Registration begins at 8:30 a.m. Saturday, June 3, at the boathouse behind the museum. The first race starts at 10:30 a.m., following the Pirate Magic Show.
Awards will be presented to the top three winners in each age group, and an overall winner will receive a separate award.
Contact Barry Wickre at 252-475-1750.
Specially bred and trained pot-bellied pigs line up at a gate and wait for the latch to be released on the gate, so they can circle around a fenced-in track — NASCAR-style — racing against each other to complete the course and get the yummy treat that waits at the finish line.
Why pigs? Research shows that pigs are smart, have long-term memories, are social, affectionate, love to play, respond to praise — and they are able to solve challenging problems and strategize, which makes them the perfect little critters to oink their way to the finish line and into spectators’ hearts.
Blue Ribbon Tent
A feast of home-canned preserves, jams, jellies and pickles, as well as homemade cakes, fruit pies, candy, breads and cookies can be found inside the tent. Participants are invited to register as many entries in each category and as many categories as he or she would like. Blue ribbons will be awarded in each category.
Representatives from the North Carolina Cooperative Extension office serve as the panel of judges.
“I have one local judge and the rest are from the region,” Martha Wickre says. “Dee Furlough, who is in the Dare County office, and she is bringing judges who have worked this type of event before.”
Entries will be accepted until noon Saturday, June 3, at the Blue Ribbon Tent next to the Weather Tower on the downtown waterfront. All entries must be homemade and entered in the name of the maker. Judging begins at 12:30 p.m., and winners will be announced and awarded at 1:30 p.m. on the Oasis Suites Boathouse Stage.

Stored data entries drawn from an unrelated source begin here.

impl<'a> Lexer<'a> {
    fn lex_line(&self) -> CompileResult<Vec<Token>> {
        let end = self.src.trim_end().len();
        let keyword = match self.next_lexeme(0, end) {
            Some((Ok(lexeme), span)) => match lexeme {
                Lexeme::Def => Some(Token::new(TokenKind::Def, span)),
                Lexeme::If => Some(Token::new(TokenKind::If, span)),
                Lexeme::While => Some(Token::new(TokenKind::While, span)),
                Lexeme::For => Some(Token::new(TokenKind::For, span)),
                _ => None,
            },
            _ => None,
        };

        match keyword {
            Some(keyword) => {
                if !self.src[..end].ends_with(':') {
                    return Err(CompileError::syntax(format!(
                        "'{}' header must end with ':'",
                        keyword.kind
                    ))
                    .with_span(keyword.span));
                }
                let body_start = keyword.span.end;
                self.lex_span(body_start, end - 1, 0, vec![keyword])
            }
            None => self.lex_span(0, end, 0, Vec::new()),
        }
    }

    fn next_lexeme(&self, pos: usize, end: usize) -> Option<(CompileResult<Lexeme>, Range<usize>)> {
        let mut lexer = Lexeme::lexer(&self.src[pos..end]);
        let result = lexer.next()?;
        let span = pos + lexer.span().start..pos + lexer.span().end;
        let result = result.map_err(|_| self.unrecognized(span.clone(), end));
        Some((result, span))
    }

    fn unrecognized(&self, span: Range<usize>, end: usize) -> CompileError {
        let slice = &self.src[span.clone()];
        let message = if !slice.is_empty() && slice.chars().all(|c| c.is_ascii_digit()) {
            format!("integer literal {} does not fit in an Int", slice)
        } else {
            format!("cannot interpret '{}'", self.src[span.start..end].trim())
        };
        CompileError::lexical(message).with_span(span)
    }

    fn lex_span(
        &self,
        start: usize,
        end: usize,
        depth: usize,
        mut tokens: Vec<Token>,
    ) -> CompileResult<Vec<Token>> {
        if depth > MAX_NESTING {
            return Err(CompileError::syntax("expression is nested too deeply")
                .with_span(start..end));
        }

        let mut pos = start;
        while let Some((lexeme, span)) = self.next_lexeme(pos, end) {
            let lexeme = lexeme?;
            pos = span.end;

            let kind = match lexeme {
                Lexeme::Def | Lexeme::If | Lexeme::While | Lexeme::For => {
                    return Err(CompileError::syntax(format!(
                        "'{}' must be the first word of the line",
                        &self.src[span.clone()]
                    ))
                    .with_span(span));
                }
                Lexeme::Print | Lexeme::End => {
                    if depth > 0 || !tokens.is_empty() {
                        return Err(CompileError::syntax(format!(
                            "'{}' must start the statement",
                            &self.src[span.clone()]
                        ))
                        .with_span(span));
                    }
                    if lexeme == Lexeme::Print {
                        TokenKind::Print
                    } else {
                        TokenKind::End
                    }
                }
                Lexeme::Colon => {
                    return Err(CompileError::syntax("unexpected ':'").with_span(span));
                }
                Lexeme::RParen | Lexeme::RBracket => {
                    return Err(
                        CompileError::lexical("unmatched closing bracket").with_span(span)
                    );
                }

                Lexeme::Assign => return self.assignment(tokens, None, span, end, depth),
                Lexeme::PlusAssign => {
                    return self.assignment(tokens, Some(BinOp::Add), span, end, depth);
                }
                Lexeme::MinusAssign => {
                    return self.assignment(tokens, Some(BinOp::Sub), span, end, depth);
                }
                Lexeme::StarAssign => {
                    return self.assignment(tokens, Some(BinOp::Mul), span, end, depth);
                }
                Lexeme::PowerAssign => {
                    return self.assignment(tokens, Some(BinOp::Pow), span, end, depth);
                }
                Lexeme::SlashAssign => {
                    return self.assignment(tokens, Some(BinOp::Div), span, end, depth);
                }
                Lexeme::SlashSlashAssign => {
                    return self.assignment(tokens, Some(BinOp::FloorDiv), span, end, depth);
                }
                Lexeme::PercentAssign => {
                    return self.assignment(tokens, Some(BinOp::Mod), span, end, depth);
                }

                Lexeme::Plus | Lexeme::Minus => {
                    let follows_value = tokens.last().is_some_and(Token::is_value);
                    match (lexeme, follows_value) {
                        (Lexeme::Plus, true) => TokenKind::Binary(BinOp::Add),
                        (Lexeme::Plus, false) => TokenKind::Unary(UnaryOp::Plus),
                        (_, true) => TokenKind::Binary(BinOp::Sub),
                        (_, false) => TokenKind::Unary(UnaryOp::Minus),
                    }
                }

                Lexeme::Comma => {
                    expect_value_before(&tokens, &span)?;
                    TokenKind::Comma
                }
                Lexeme::In => {
                    expect_value_before(&tokens, &span)?;
                    TokenKind::In
                }
                Lexeme::And
                | Lexeme::Or
                | Lexeme::Xor
                | Lexeme::Star
                | Lexeme::Power
                | Lexeme::Slash
                | Lexeme::SlashSlash
                | Lexeme::Percent
                | Lexeme::Less
                | Lexeme::LessEq
                | Lexeme::Greater
                | Lexeme::GreaterEq
                | Lexeme::EqEq
                | Lexeme::NotEq => {
                    expect_value_before(&tokens, &span)?;
                    TokenKind::Binary(binary_op(&lexeme))
                }

                Lexeme::LParen => {
                    let close = find_matching(&self.src[..end], span.start, '(', ')')?;
                    let inner = self.lex_span(span.start + 1, close, depth + 1, Vec::new())?;
                    pos = close + 1;
                    let full = span.start..pos;
                    match tokens.last() {
                        Some(Token {
                            kind: TokenKind::Name(name),
                            span: name_span,
                        }) => {
                            let name = name.clone();
                            let full = name_span.start..pos;
                            tokens.pop();
                            let kind = if name == "free" {
                                TokenKind::Free(inner)
                            } else {
                                TokenKind::Call {
                                    name,
                                    args: split_arguments(inner, &full)?,
                                }
                            };
                            tokens.push(Token::new(kind, full));
                            continue;
                        }
                        _ => {
                            tokens.push(Token::new(TokenKind::Paren(inner), full));
                            continue;
                        }
                    }
                }
                Lexeme::LBracket => {
                    let close = find_matching(&self.src[..end], span.start, '[', ']')?;
                    let inner = self.lex_span(span.start + 1, close, depth + 1, Vec::new())?;
                    pos = close + 1;
                    let full = span.start..pos;
                    let element = match tokens.last() {
                        Some(Token {
                            kind: TokenKind::Name(name),
                            ..
                        }) => Type::from_name(name),
                        _ => None,
                    };
                    if let Some(element) = element {
                        let start = tokens.pop().map_or(full.start, |t| t.span.start);
                        tokens.push(Token::new(
                            TokenKind::ArrayCreate {
                                element,
                                size: inner,
                            },
                            start..pos,
                        ));
                    } else if tokens.last().is_some_and(Token::is_value) {
                        tokens.push(Token::new(TokenKind::Indexing(inner), full));
                    } else {
                        let elements = split_arguments(inner, &full)?;
                        tokens.push(Token::new(TokenKind::ArrayLiteral(elements), full));
                    }
                    continue;
                }

                Lexeme::Real(x) => TokenKind::Literal(Literal::Real(x)),
                Lexeme::Int(i) => TokenKind::Literal(Literal::Int(i)),
                Lexeme::Bool(b) => TokenKind::Literal(Literal::Bool(b)),
                Lexeme::Ident(name) => TokenKind::Name(name),
            };
            tokens.push(Token::new(kind, span));
        }
        Ok(tokens)
    }

    /// Handles `=` and the compound forms. The rest of the span becomes the
    /// assigned value; compound forms are rewritten to `target = target OP (rest)`.
    fn assignment(
        &self,
        tokens: Vec<Token>,
        op: Option<BinOp>,
        span: Range<usize>,
        end: usize,
        depth: usize,
    ) -> CompileResult<Vec<Token>> {
        let target = match tokens.as_slice() {
            _ if depth > 0 => None,
            [
                Token {
                    kind: TokenKind::Name(name),
                    ..
                },
            ] => Some(AssignTarget::Name(name.clone())),
            [first, .., last]
                if first.kind != TokenKind::Print
                    && matches!(last.kind, TokenKind::Indexing(_)) =>
            {
                Some(AssignTarget::Index(tokens.clone()))
            }
            _ => None,
        };
        let Some(target) = target else {
            return Err(CompileError::syntax(
                "assignment must immediately follow a variable name or index expression",
            )
            .with_span(span));
        };

        let rest = self.lex_span(span.end, end, depth, Vec::new())?;
        let target_start = tokens.first().map_or(span.start, |t| t.span.start);
        let mut out = vec![Token::new(TokenKind::Assign(target), target_start..span.end)];

        match op {
            None => out.extend(rest),
            Some(op) => {
                let rest_span = match (rest.first(), rest.last()) {
                    (Some(first), Some(last)) => first.span.start..last.span.end,
                    _ => span.end..end,
                };
                out.extend(tokens);
                out.push(Token::new(TokenKind::Binary(op), span));
                out.push(Token::new(TokenKind::Paren(rest), rest_span));
            }
        }
        Ok(out)
    }
}
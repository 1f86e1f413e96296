use crate::error::{CompileError, CompileResult};
use crate::lexer::{BinOp, UnaryOp};
use crate::types::{SCALARS, Type, signature};
use std::collections::HashMap;
use std::fmt::{self, Display, Formatter};
use std::sync::LazyLock;

#[cfg(test)]
pub mod test;

/// libm functions callable by name.
#[derive(Debug, Clone, Copy, PartialEq, Eq, Hash)]
pub enum MathFn {
    Sin,
    Cos,
    Tan,
    Asin,
    Acos,
    Atan,
    Atan2,
    Exp,
    Log,
    Sqrt,
    Fabs,
    Floor,
    Ceil,
    Pow,
}

impl MathFn {
    pub const ALL: [MathFn; 14] = [
        MathFn::Sin,
        MathFn::Cos,
        MathFn::Tan,
        MathFn::Asin,
        MathFn::Acos,
        MathFn::Atan,
        MathFn::Atan2,
        MathFn::Exp,
        MathFn::Log,
        MathFn::Sqrt,
        MathFn::Fabs,
        MathFn::Floor,
        MathFn::Ceil,
        MathFn::Pow,
    ];

    pub fn from_name(name: &str) -> Option<MathFn> {
        Self::ALL.into_iter().find(|f| f.symbol() == name)
    }

    /// The C symbol, which is also the name used in Tau code.
    pub fn symbol(&self) -> &'static str {
        match self {
            MathFn::Sin => "sin",
            MathFn::Cos => "cos",
            MathFn::Tan => "tan",
            MathFn::Asin => "asin",
            MathFn::Acos => "acos",
            MathFn::Atan => "atan",
            MathFn::Atan2 => "atan2",
            MathFn::Exp => "exp",
            MathFn::Log => "log",
            MathFn::Sqrt => "sqrt",
            MathFn::Fabs => "fabs",
            MathFn::Floor => "floor",
            MathFn::Ceil => "ceil",
            MathFn::Pow => "pow",
        }
    }

    pub fn arity(&self) -> usize {
        match self {
            MathFn::Atan2 | MathFn::Pow => 2,
            _ => 1,
        }
    }
}

/// Everything that can sit at the root of an AST node.
#[derive(Debug, Clone, Copy, PartialEq, Eq, Hash)]
pub enum Operator {
    Print,
    Assign,
    IndexAssign,
    Paren,
    Call,
    Free,
    Literal,
    Name,
    CreateArray,
    LiteralArray,
    Binary(BinOp),
    Unary(UnaryOp),
    Index,
    Math(MathFn),
}

impl Display for Operator {
    fn fmt(&self, f: &mut Formatter<'_>) -> fmt::Result {
        match self {
            Operator::Print => write!(f, "print"),
            Operator::Assign => write!(f, "="),
            Operator::IndexAssign => write!(f, "index="),
            Operator::Paren => write!(f, "()"),
            Operator::Call => write!(f, "call"),
            Operator::Free => write!(f, "free"),
            Operator::Literal => write!(f, "literal"),
            Operator::Name => write!(f, "name"),
            Operator::CreateArray => write!(f, "array"),
            Operator::LiteralArray => write!(f, "literal array"),
            Operator::Binary(op) => write!(f, "{}", op.symbol()),
            Operator::Unary(UnaryOp::Plus) => write!(f, "unary +"),
            Operator::Unary(UnaryOp::Minus) => write!(f, "unary -"),
            Operator::Index => write!(f, "indexing"),
            Operator::Math(func) => write!(f, "{}", func.symbol()),
        }
    }
}

/// How a node is turned into instructions.
#[derive(Debug, Clone, Copy, PartialEq, Eq)]
pub enum Lowering {
    Print,
    Assign,
    IndexAssign,
    Paren,
    CallUser,
    Free,
    Literal,
    Load,
    CreateArray,
    LiteralArray,
    Convert,
    /// `+ - * /` picking the integer or float opcode from the operand type.
    Arithmetic(BinOp),
    FloorDiv,
    Modulo,
    Power,
    Compare(BinOp),
    Logic(BinOp),
    Negate,
    Identity,
    IndexLoad,
    Math(MathFn),
}

#[derive(Debug, Clone, PartialEq)]
pub struct Overload {
    pub params: Vec<Type>,
    pub result: Type,
    pub lowering: Lowering,
}

#[derive(Debug, Clone, PartialEq)]
pub enum Builtin {
    /// Accepts any argument types; the builder checks them itself.
    Untyped(Lowering),
    Typed(Vec<Overload>),
}

/// Outcome of overload resolution.
#[derive(Debug, Clone, PartialEq)]
pub struct Resolution {
    pub lowering: Lowering,
    /// Types the arguments must be cast to, for typed builtins.
    pub params: Option<Vec<Type>>,
    pub result: Option<Type>,
}

#[derive(Debug, Clone, Default)]
pub struct Catalog {
    entries: HashMap<Operator, Builtin>,
}

static STANDARD: LazyLock<Catalog> = LazyLock::new(Catalog::standard);

/// The catalog every compilation uses.
pub fn catalog() -> &'static Catalog {
    &STANDARD
}

impl Catalog {
    pub fn new() -> Self {
        Self::default()
    }

    pub fn register_untyped(&mut self, op: Operator, lowering: Lowering) {
        self.entries.insert(op, Builtin::Untyped(lowering));
    }

    /// Adds one signature. Earlier registrations are tried first, which only
    /// matters for error messages: equal costs are always rejected.
    pub fn register(&mut self, op: Operator, params: Vec<Type>, result: Type, lowering: Lowering) {
        let overload = Overload {
            params,
            result,
            lowering,
        };
        match self.entries.get_mut(&op) {
            Some(Builtin::Typed(overloads)) => overloads.push(overload),
            _ => {
                self.entries.insert(op, Builtin::Typed(vec![overload]));
            }
        }
    }

    pub fn get(&self, op: &Operator) -> Option<&Builtin> {
        self.entries.get(op)
    }

    pub fn standard() -> Self {
        let mut catalog = Self::new();

        for (op, lowering) in [
            (Operator::Print, Lowering::Print),
            (Operator::Assign, Lowering::Assign),
            (Operator::IndexAssign, Lowering::IndexAssign),
            (Operator::Paren, Lowering::Paren),
            (Operator::Call, Lowering::CallUser),
            (Operator::Free, Lowering::Free),
            (Operator::Literal, Lowering::Literal),
            (Operator::Name, Lowering::Load),
            (Operator::CreateArray, Lowering::CreateArray),
            (Operator::LiteralArray, Lowering::LiteralArray),
        ] {
            catalog.register_untyped(op, lowering);
        }

        let numeric = [Type::Int, Type::Real];
        for op in [BinOp::Add, BinOp::Sub, BinOp::Mul] {
            for ty in &numeric {
                catalog.register(
                    Operator::Binary(op),
                    vec![ty.clone(), ty.clone()],
                    ty.clone(),
                    Lowering::Arithmetic(op),
                );
            }
        }
        catalog.register(
            Operator::Binary(BinOp::Div),
            vec![Type::Real, Type::Real],
            Type::Real,
            Lowering::Arithmetic(BinOp::Div),
        );
        for ty in &numeric {
            let params = vec![ty.clone(), ty.clone()];
            catalog.register(
                Operator::Binary(BinOp::FloorDiv),
                params.clone(),
                ty.clone(),
                Lowering::FloorDiv,
            );
            catalog.register(
                Operator::Binary(BinOp::Mod),
                params,
                ty.clone(),
                Lowering::Modulo,
            );
        }
        catalog.register(
            Operator::Binary(BinOp::Pow),
            vec![Type::Real, Type::Real],
            Type::Real,
            Lowering::Power,
        );

        for op in [
            BinOp::Less,
            BinOp::LessEq,
            BinOp::Greater,
            BinOp::GreaterEq,
            BinOp::Eq,
            BinOp::NotEq,
        ] {
            for ty in &SCALARS {
                catalog.register(
                    Operator::Binary(op),
                    vec![ty.clone(), ty.clone()],
                    Type::Bool,
                    Lowering::Compare(op),
                );
            }
        }
        for op in [BinOp::And, BinOp::Or, BinOp::Xor] {
            catalog.register(
                Operator::Binary(op),
                vec![Type::Bool, Type::Bool],
                Type::Bool,
                Lowering::Logic(op),
            );
        }

        for ty in &numeric {
            catalog.register(
                Operator::Unary(UnaryOp::Minus),
                vec![ty.clone()],
                ty.clone(),
                Lowering::Negate,
            );
            catalog.register(
                Operator::Unary(UnaryOp::Plus),
                vec![ty.clone()],
                ty.clone(),
                Lowering::Identity,
            );
        }

        for ty in &SCALARS {
            catalog.register(
                Operator::Index,
                vec![Type::array_of(ty.clone()), Type::Int],
                ty.clone(),
                Lowering::IndexLoad,
            );
        }

        for func in MathFn::ALL {
            catalog.register(
                Operator::Math(func),
                vec![Type::Real; func.arity()],
                Type::Real,
                Lowering::Math(func),
            );
        }

        catalog
    }

    /// Picks the signature reachable from `args` at the lowest total cast
    /// cost. Two candidates sharing the lowest cost is an error.
    pub fn resolve(&self, op: Operator, args: &[Type]) -> CompileResult<Resolution> {
        let overloads = match self.entries.get(&op) {
            None => {
                return Err(CompileError::type_error(format!(
                    "unknown operator '{}'",
                    op
                )));
            }
            Some(Builtin::Untyped(lowering)) => {
                return Ok(Resolution {
                    lowering: *lowering,
                    params: None,
                    result: None,
                });
            }
            Some(Builtin::Typed(overloads)) => overloads,
        };

        let mut best: Option<(usize, &Overload)> = None;
        let mut tied_with: Option<&Overload> = None;
        for overload in overloads.iter().filter(|o| o.params.len() == args.len()) {
            let cost = args
                .iter()
                .zip(&overload.params)
                .map(|(arg, param)| arg.cast_cost(param))
                .sum::<Option<usize>>();
            let Some(cost) = cost else {
                continue;
            };
            match best {
                Some((best_cost, _)) if cost > best_cost => {}
                Some((best_cost, _)) if cost == best_cost => tied_with = Some(overload),
                _ => {
                    best = Some((cost, overload));
                    tied_with = None;
                }
            }
        }

        match (best, tied_with) {
            (None, _) => Err(CompileError::type_error(format!(
                "no signature of '{}' accepts ({})",
                op,
                signature(args)
            ))),
            (Some((_, first)), Some(second)) => Err(CompileError::type_error(format!(
                "ambiguous call to '{}' with ({}): both ({}) and ({}) match",
                op,
                signature(args),
                signature(&first.params),
                signature(&second.params)
            ))),
            (Some((_, overload)), None) => Ok(Resolution {
                lowering: overload.lowering,
                params: Some(overload.params.clone()),
                result: Some(overload.result.clone()),
            }),
        }
    }
}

It is the commitment from the engines of the community that continues to fuel the success of the annual event, says Wickre, who is originally from Virginia Beach and has lived on Roanoke Island since 1998 and in the town of Manteo since 2009.
“This year, we have two businesses who sponsor two of our events — Saga Construction and Towne Bank — and the Outer Banks Visitor Bureau supports our endeavors to bring out of town guests here to Dare County that weekend,” Wickre says. “Public Works Director James McClease and his staff go beyond expectations to help me make the day a great success, and Chief of Police Vance Haskett and his officers do an outstanding job on the day of Dare Day, with street closures and traffic downtown.”
In addition, Manteo Town Manager Kermit Skinner and the administrative staff lend a hand in organizing the event, and the Dare County Transportation System assists with the free shuttle service that transports people from designated off-site parking to the festival grounds, she says.
“Dare County has continued to support this event and we are happy to have them as partners.”
Wickre says getting all the moving pieces together for such a large-scale festival is challenging, but her dedication to making this year’s event spectacular is rooted in her love for the community: She has served on the Outer Banks Visitors Bureau Executive Board and has worked for Dare County Emergency Management and the county’s public relations and social services departments.
“I enjoy doing things for my community,” says Wickre, a commissioner for the town of Manteo. “I strive to enhance the town of Manteo and continue to help make it a friendly and prospering community. My heart is in Manteo, and it comes easy to be a part of such a historical area in Dare County.”